From the entries that follow, gather each line holding the word "AppResult".

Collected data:
★ ★ ★ ★ ★ ★ ★

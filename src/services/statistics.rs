use std::cmp::Reverse;
use std::collections::{BTreeMap, HashMap};
use std::sync::Arc;

use crate::{
    db::CatalogReader,
    error::{AppResult, StoreResultExt},
    models::{BookSummary, BookView, GenreCount, RankedBook, Statistics, YearCount},
    services::projection::CatalogIndex,
};

const YEAR_BUCKETS: usize = 10;
const RECENT_BOOKS: usize = 5;
const TOP_RATED_BOOKS: usize = 5;

/// Rounds to one decimal place for display
pub fn round_one_decimal(value: f64) -> f64 {
    (value * 10.0).round() / 10.0
}

/// Orders rated books by average score, then review count, then title
pub fn rank_order(a: &BookView, b: &BookView) -> std::cmp::Ordering {
    b.average_score
        .total_cmp(&a.average_score)
        .then(b.review_count.cmp(&a.review_count))
        .then_with(|| a.book.title.cmp(&b.book.title))
}

/// Catalog-wide statistics, recomputed from the store on every call
#[derive(Clone)]
pub struct StatisticsEngine {
    store: Arc<dyn CatalogReader>,
}

impl StatisticsEngine {
    pub fn new(store: Arc<dyn CatalogReader>) -> Self {
        Self { store }
    }

    pub async fn overview(&self) -> AppResult<Statistics> {
        let books = self.store.list_books().await.during("overview")?;
        let index = CatalogIndex::load(self.store.as_ref())
            .await
            .during("overview")?;

        let (score_sum, score_count) = index
            .all_scores()
            .fold((0u64, 0u64), |(sum, n), s| (sum + u64::from(s), n + 1));
        let average_rating = if score_count == 0 {
            0.0
        } else {
            round_one_decimal(score_sum as f64 / score_count as f64)
        };

        let views: Vec<BookView> = books.into_iter().map(|b| index.project(b)).collect();

        let genre_distribution = genre_distribution(&views);
        let year_distribution = year_distribution(&views);

        let mut recent: Vec<&BookView> = views.iter().collect();
        recent.sort_by_key(|v| (Reverse(v.book.created_at), v.book.id));
        let recent_books = recent
            .into_iter()
            .take(RECENT_BOOKS)
            .map(BookSummary::from)
            .collect();

        let mut rated: Vec<&BookView> = views.iter().filter(|v| v.review_count > 0).collect();
        rated.sort_by(|a, b| rank_order(a, b));
        let top_rated_books: Vec<RankedBook> = rated
            .into_iter()
            .take(TOP_RATED_BOOKS)
            .map(RankedBook::from)
            .collect();

        let statistics = Statistics {
            total_books: views.len(),
            total_genres: genre_distribution.len(),
            average_rating,
            genre_distribution,
            year_distribution,
            recent_books,
            top_rated_books,
        };

        tracing::info!(
            total_books = statistics.total_books,
            total_genres = statistics.total_genres,
            review_count = score_count,
            "Catalog statistics computed"
        );

        Ok(statistics)
    }
}

/// Books per genre, most common first (ties by genre name)
fn genre_distribution(views: &[BookView]) -> Vec<GenreCount> {
    let mut counts: HashMap<&str, usize> = HashMap::new();
    for view in views {
        *counts.entry(view.book.genre.as_str()).or_default() += 1;
    }

    let mut distribution: Vec<GenreCount> = counts
        .into_iter()
        .map(|(genre, count)| GenreCount {
            genre: genre.to_string(),
            count,
        })
        .collect();
    distribution.sort_by(|a, b| b.count.cmp(&a.count).then_with(|| a.genre.cmp(&b.genre)));
    distribution
}

/// Books per publication year for the most recent years; undated books are skipped
fn year_distribution(views: &[BookView]) -> Vec<YearCount> {
    let mut counts: BTreeMap<i32, usize> = BTreeMap::new();
    for year in views.iter().filter_map(|v| v.book.publication_year) {
        *counts.entry(year).or_default() += 1;
    }

    counts
        .into_iter()
        .rev()
        .take(YEAR_BUCKETS)
        .map(|(year, count)| YearCount { year, count })
        .collect()
}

★ ★ ★ ★ ★ ★ ★

* _Worked solution_
    error::{AppResult, StoreResultExt},
    pub async fn overview(&self) -> AppResult<Statistics> {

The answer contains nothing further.